Let me update you with the background story.
Last year, as an ambitious second-year student at the University of Melbourne, I did something that everyone else is doing throughout their university career – searching for internship. As I have limited Psychology colleagues to ask about internship experiences, I began to google “Psychology internship in Melbourne”. A couple of websites come out, but most of require their interns to have PR. Clicking through some pages, I finally arrived at the Center of Community Child Health (CCCH) internship page.
I immediately decided to apply for an internship here. First reason, because it’s THE Royal Children’s Hospital. The best hospital in Oceanic area. Ranked number 1.
Second reason, because it’s five minutes away from my apartment.
Third reason, because I have always loved developmental psychology and learning the way environment influences a child’s development.
The only flip side is, I need to be in my final year undergrad to apply.
So earlier this year (in January), I was having my holiday in Indonesia and I remembered about the internship. I applied, eager to be accepted, but modest enough to not break apart in tears if declined. The call came, but my Australian number was off. An e-mail came, and I panicked, thinking that they might not want to accept me if I was not yet back in Australia.
A week later I came back to Australia and just hours after I reached home the call came. Scheduled for interview next week. Went to the interview. Met my lovely mentor. Got accepted.
Throughout these three months, I have learned a lot about Psychology which lessons I have never been exposed to before. In uni I am always thought of the theories, on the basics of research and essentials stuffs such as learning how to read the tables and applying statistical methods correctly. But there, I saw the practical stuffs in front of my own eyes.
I attended countless clinics. I sat down with doctors and speech pathologists when they were assessing a child’s behaviour problems. I observed psychologists running some tests to see if whether the little boy got ADHD. I visited public schools and saw some interventions going on.
I learned how researchers plan their projects and commence towards them.

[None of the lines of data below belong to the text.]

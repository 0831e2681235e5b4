//! Calibration-weighted stake sizing.
//!
//! Two layers feed the final stake:
//!
//! 1. An additive **base score** from the snapshot's slow-moving weight
//!    table, capped per factor, which picks base units.
//! 2. A **combined multiplier**, the exponent-weighted product of each
//!    calibrated factor's ROI and calibration-error multipliers.
//!
//! Final units are `base * combined`, rounded to the nearest half unit and
//! clamped to `[0.5, 5.0]`.

use std::collections::BTreeMap;

use rust_decimal::prelude::ToPrimitive;
use rust_decimal::Decimal;
use serde::{Deserialize, Serialize};

use super::calibration::{factor_multiplier, WeightsSnapshot, MIN_MULTIPLIER_SAMPLE};
use super::classify::{BetClassification, Factor};
use super::grade::Grade;
use super::stake::{FactorContribution, StakeDecision, StakeTier, BASE_UNITS_TABLE};

/// Smallest stake, in half units.
const MIN_HALF_UNITS: i64 = 1;
/// Largest stake, in half units.
const MAX_HALF_UNITS: i64 = 10;

/// Weight used when the snapshot has no entry for a bin.
pub const NEUTRAL_WEIGHT: f64 = 1.0;

/// Sizing configuration.
#[derive(Debug, Clone, Deserialize, Serialize)]
pub struct SizingConfig {
    /// Samples a bin needs before its multipliers leave neutral.
    #[serde(default = "default_min_sample_size")]
    pub min_sample_size: u32,

    /// Exponent of each calibrated factor in the combined product.
    #[serde(default = "default_factor_exponents")]
    pub factor_exponents: BTreeMap<Factor, f64>,

    /// Cap on each factor's additive contribution.
    #[serde(default = "default_max_contributions")]
    pub max_contributions: BTreeMap<Factor, f64>,

    /// Scale applied to the side weight before capping.
    #[serde(default = "default_side_scale")]
    pub side_scale: f64,

    /// Fixed stake for grade F, bypassing the weights.
    #[serde(default = "default_f_grade_cap")]
    pub f_grade_cap: Decimal,
}

const fn default_min_sample_size() -> u32 {
    MIN_MULTIPLIER_SAMPLE
}

fn default_factor_exponents() -> BTreeMap<Factor, f64> {
    BTreeMap::from([
        (Factor::Odds, 0.50),
        (Factor::Grade, 0.25),
        (Factor::Probability, 0.15),
        (Factor::Ev, 0.10),
    ])
}

fn default_max_contributions() -> BTreeMap<Factor, f64> {
    BTreeMap::from([
        (Factor::Grade, 2.0),
        (Factor::Odds, 2.0),
        (Factor::Probability, 1.5),
        (Factor::Ev, 1.0),
        (Factor::Side, 0.5),
    ])
}

const fn default_side_scale() -> f64 {
    0.5
}

fn default_f_grade_cap() -> Decimal {
    Decimal::new(5, 1) // 0.5
}

impl Default for SizingConfig {
    fn default() -> Self {
        Self {
            min_sample_size: default_min_sample_size(),
            factor_exponents: default_factor_exponents(),
            max_contributions: default_max_contributions(),
            side_scale: default_side_scale(),
            f_grade_cap: default_f_grade_cap(),
        }
    }
}

/// Turns a classification plus snapshot into a [`StakeDecision`].
#[derive(Debug, Clone)]
pub struct StakeSizer {
    config: SizingConfig,
}

impl StakeSizer {
    #[must_use]
    pub const fn new(config: SizingConfig) -> Self {
        Self { config }
    }

    #[must_use]
    pub const fn config(&self) -> &SizingConfig {
        &self.config
    }

    /// Size a wager.
    #[must_use]
    pub fn size(&self, classification: &BetClassification, snapshot: &WeightsSnapshot) -> StakeDecision {
        if classification.grade == Grade::F {
            return self.f_grade_decision();
        }

        let mut score = 0.0;
        let mut combined = 1.0;
        let mut contributing_factors = Vec::with_capacity(Factor::ALL.len());

        for factor in Factor::ALL {
            let bin = classification.bin(factor);
            let weight = snapshot.weight(factor, bin).unwrap_or(NEUTRAL_WEIGHT);
            let cap = self.config.max_contributions.get(&factor).copied().unwrap_or(f64::INFINITY);
            let raw = if factor == Factor::Side {
                weight * self.config.side_scale
            } else {
                weight
            };
            let contribution = raw.min(cap);
            score += contribution;

            let record = snapshot.performance(factor, bin);
            let exponent = self.config.factor_exponents.get(&factor).copied();
            let multiplier = exponent.map(|e| {
                let m = record.map_or(1.0, |r| factor_multiplier(r, self.config.min_sample_size));
                combined *= m.powf(e);
                m
            });

            contributing_factors.push(FactorContribution {
                factor,
                bin: bin.to_string(),
                weight,
                contribution,
                multiplier,
                exponent,
                sample_size: record.map_or(0, |r| r.sample_size),
            });
        }

        let base_units = BASE_UNITS_TABLE.lookup(score);
        let halves = (f64::from(base_units) * combined * 2.0).round() as i64;
        let halves = halves.clamp(MIN_HALF_UNITS, MAX_HALF_UNITS);

        StakeDecision {
            units: half_units(halves),
            tier: StakeTier::from_units(halves as f64 / 2.0),
            score,
            base_units,
            combined_multiplier: combined,
            contributing_factors,
        }
    }

    fn f_grade_decision(&self) -> StakeDecision {
        let units = self.config.f_grade_cap;
        StakeDecision {
            units,
            tier: StakeTier::from_units(units.to_f64().unwrap_or(0.0)),
            score: 0.0,
            base_units: 0,
            combined_multiplier: 1.0,
            contributing_factors: Vec::new(),
        }
    }
}

/// `halves / 2` as an exact decimal.
#[must_use]
pub fn half_units(halves: i64) -> Decimal {
    Decimal::new(halves * 5, 1)
}

#[cfg(test)]
mod tests {
    use super::*;
    use crate::domain::calibration::PerformanceRecord;
    use crate::domain::game::Side;
    use crate::domain::odds::AmericanOdds;
    use rust_decimal_macros::dec;

    fn classification(grade: Grade, odds: i32, prob: f64, ev: f64, side: Side) -> BetClassification {
        BetClassification::from_parts(grade, AmericanOdds::try_new(odds).unwrap(), prob, ev, side)
    }

    fn record(n: u32, roi: f64, err: f64) -> PerformanceRecord {
        PerformanceRecord {
            sample_size: n,
            roi,
            calibration_error: err,
            ..PerformanceRecord::default()
        }
    }

    #[test]
    fn default_snapshot_sizes_from_weights_alone() {
        // A 1.6 + MOD_FAV 1.5 + GOOD 1.2 + MOD 1.2 (capped 1.0) + AWAY 0.6 (capped 0.5) = 5.8
        let c = classification(Grade::A, -170, 0.62, 6.0, Side::Away);
        let d = StakeSizer::new(SizingConfig::default()).size(&c, &WeightsSnapshot::default());
        assert!((d.score - 5.8).abs() < 1e-9);
        assert_eq!(d.base_units, 5);
        assert_eq!(d.combined_multiplier, 1.0);
        assert_eq!(d.units, dec!(5.0));
        assert_eq!(d.tier, StakeTier::Elite);
        assert_eq!(d.contributing_factors.len(), 5);
    }

    #[test]
    fn missing_weight_is_neutral() {
        let mut snapshot = WeightsSnapshot::default();
        snapshot.weights.clear();
        let c = classification(Grade::B, -110, 0.5, 3.5, Side::Home);
        let d = StakeSizer::new(SizingConfig::default()).size(&c, &snapshot);
        // 1 + 1 + 1 + 1 + 0.5
        assert!((d.score - 4.5).abs() < 1e-9);
        assert_eq!(d.base_units, 4);
        assert_eq!(d.units, dec!(4.0));
        assert_eq!(d.tier, StakeTier::High);
    }

    #[test]
    fn overconfident_odds_bin_shrinks_stake() {
        let mut snapshot = WeightsSnapshot::default();
        snapshot
            .performance
            .entry(Factor::Odds)
            .or_default()
            .insert("MOD_FAV".to_string(), record(40, -36.0, -0.5));
        let c = classification(Grade::A, -170, 0.62, 6.0, Side::Away);
        let d = StakeSizer::new(SizingConfig::default()).size(&c, &snapshot);
        // odds multiplier = mean(0.1, 0.15) = 0.125; combined = 0.125^0.5
        assert!((d.combined_multiplier - 0.125_f64.sqrt()).abs() < 1e-12);
        // 5 * 0.354 = 1.77 -> 2.0
        assert_eq!(d.units, dec!(2.0));
        assert_eq!(d.tier, StakeTier::Moderate);
    }

    #[test]
    fn small_samples_leave_multiplier_neutral() {
        let mut snapshot = WeightsSnapshot::default();
        snapshot
            .performance
            .entry(Factor::Odds)
            .or_default()
            .insert("MOD_FAV".to_string(), record(10, -36.0, -0.5));
        let c = classification(Grade::A, -170, 0.62, 6.0, Side::Away);
        let d = StakeSizer::new(SizingConfig::default()).size(&c, &snapshot);
        assert_eq!(d.combined_multiplier, 1.0);
    }

    #[test]
    fn units_clamp_to_half_unit_floor() {
        let mut snapshot = WeightsSnapshot::default();
        for factor in Factor::CALIBRATED {
            let bins = snapshot.performance.entry(factor).or_default();
            for bin in factor.bins() {
                bins.insert(bin.to_string(), record(100, -60.0, -0.5));
            }
        }
        let c = classification(Grade::C, -110, 0.5, 1.5, Side::Home);
        let d = StakeSizer::new(SizingConfig::default()).size(&c, &snapshot);
        assert_eq!(d.units, dec!(0.5));
        assert_eq!(d.tier, StakeTier::Minimal);
    }

    #[test]
    fn f_grade_is_capped_without_weights() {
        let c = classification(Grade::F, -110, 0.5, -8.0, Side::Home);
        let d = StakeSizer::new(SizingConfig::default()).size(&c, &WeightsSnapshot::default());
        assert_eq!(d.units, dec!(0.5));
        assert_eq!(d.tier, StakeTier::Minimal);
        assert!(d.contributing_factors.is_empty());
    }

    #[test]
    fn f_grade_tier_follows_configured_cap() {
        let c = classification(Grade::F, -110, 0.5, -8.0, Side::Home);
        let config = SizingConfig {
            f_grade_cap: dec!(1.0),
            ..SizingConfig::default()
        };
        let d = StakeSizer::new(config).size(&c, &WeightsSnapshot::default());
        assert_eq!(d.units, dec!(1.0));
        assert_eq!(d.tier, StakeTier::Low);
    }

    #[test]
    fn trace_lists_every_factor() {
        let c = classification(Grade::A, -170, 0.62, 6.0, Side::Away);
        let d = StakeSizer::new(SizingConfig::default()).size(&c, &WeightsSnapshot::default());
        let trace = d.trace();
        assert_eq!(trace.lines().count(), 6);
        assert!(trace.contains("odds=MOD_FAV"));
        assert!(trace.contains("ELITE"));
    }

    #[test]
    fn half_units_are_exact() {
        assert_eq!(half_units(3), dec!(1.5));
        assert_eq!(half_units(10), dec!(5.0));
    }
}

I mailed out at least 400 questionnaires, checked half of them, rang participants about some missing questions and their changed addresses. I learned how hard it is for researchers to do a research.
I made friends. The people who work there were very supportive and friendly towards me, I almost didn’t want to leave when I came for my last day. They even threw an afternoon party for my 20th birthday.
Of course, I’m not going to lie. There were days when you felt like you didn’t want to come. Winter mornings, piling assignments, sleepless nights – they did occur. And since my internship’s unpaid, these reasons sound justifiable. Coming there to work nine to five, two days per week, for three months without getting paid is not easy feat.
But I’m glad, and extremely grateful that I have this internship. It’s truly an eye-opener for me and invaluable asset for my future. And one that I would keep in mind when choosing whether to do Honours, Master’s, or work, in whatever field, next year.
So to all my mentors and colleagues in CCCH, I am tremendously grateful for the opportunity. Thank you for giving me such a lovely time there.